Outside of the macro I can decompose this fun Expression like in this macro, but I can’t do this in macro.

Example Error:

LoadError: MethodError: no method matching @howToRunThis(::LineNumberNode, ::Module, ::Symbol)
Closest candidates are:
  @howToRunThis(::LineNumberNode, ::Module, ::Expr) at ...

Macros operate on code itself, not on values. The code being passed to the macro is just the symbol :fun. The fact that it has a value of an expression in some scope is irrelevant within the body of the macro.

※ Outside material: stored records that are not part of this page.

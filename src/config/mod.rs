//! Configuration loading, parsing, and validation for rinstall.
//!
//! - Schema definitions in [`schema`]
//! - File discovery and loading in [`loader`]
//! - Validation in [`validator`]
//!
//! # Example
//!
//! ```
//! use rinstall::config::{load_config, CONFIG_FILE_NAME};
//! use tempfile::TempDir;
//! use std::fs;
//!
//! let temp = TempDir::new().unwrap();
//! fs::write(
//!     temp.path().join(CONFIG_FILE_NAME),
//!     "migration:\n  seed_packages: [terra]\n",
//! )
//! .unwrap();
//!
//! let config = load_config(None, temp.path()).unwrap();
//! assert_eq!(config.migration.seed_packages, vec!["terra"]);
//! assert_eq!(config.defaults.new_version, "4.5.0");
//! ```

pub mod loader;
pub mod schema;
pub mod validator;

pub use loader::{discover, load_config, load_config_file, parse_config, CONFIG_FILE_NAME};
pub use schema::{
    Defaults, LayoutConfig, MigrationConfig, RepositoryConfig, RinstallConfig, RuntimeConfig,
    VcsPackage,
};
pub use validator::{is_repo_locator, validate, validation_errors};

Depending on what you’re actually trying to accomplish, the answer may be as simple as changing your macro into a function. There’s no reason you can’t pass expressions into functions in Julia, although it’s somewhat uncommon. Can you explain more about what your actual goal is?

2 Likes

The goal is to understand meta-programming and macros. And to knew why I get error with this .args statements. From what I know macro is just replacing some names into given data, before compiling the code. A macro is a way of generating a new output expression, given an unevaluated input expression.
And from what I can see, I can’t pass some types of variables into macro.
For example if I do something like that:

p=:([a+c,b-g],[b-g])
@howToRunThis(:([a+c,b-g],[b-g]))
@howToRunThis(p)

In @howToRunThis(:([a+c,b-g],[b-g])) this fails at the last line of this macro.
In @howToRunThis(p) this fails at the first line of this macro.
When I tried to directly pass that data that I posted in first post, I couldn’t do this because it interpreted “:” sign as Symbol and passed it into args array.
I also understand more that I don’t pass exact argument. On the example:

macro addSomething(x,y)
  return :( x+y )
end

x=2
y=7
@addSomething(dadsfadfss,sdaff)

And it works, all I have to do to run this macro is to declare x and y variable.
However if I change this to:

macro addSomething(x,y)
  return x+y
end

x=2
y=7

@addSomething(x,y)

That’s not working, because macros treat variables as a Symbol
So how to pass arguments into macros?
ERROR: LoadError: MethodError: no method matching +(::Symbol, ::Symbol),
so I have to pass arguments directly.

That’s the fundamental point. You don’t, at least not in the way you’re talking about. When you call @addSomething(x, y), the only thing the macro receives are the names :x and :y. Whether or not they happen to correspond to values in the current scope is irrelevant, and the body of the macro does not access those values. If you want to do something with the values of x, and y, then you need a function, not a macro.

1 Like

The way I understand macro is something that transforms Julia code into Julia code. One nice example is what I am using in TextUserInterfaces.jl.

I have signals to be emitted in the structures. Thus, if I want a structure to emit a signal called return_pressed, then I need to write:

obj.on_return_pressed(obj.vargs_on_return_pressed...)

which is long and bad to read. Then, I created a macro that transforms:

@emit return_pressed obj

into the previous code.

My biggest mistake when I was learning macros, was to think that they are like the C macros. They can mimic the behavior, but the macros is Julia are much, much more powerful.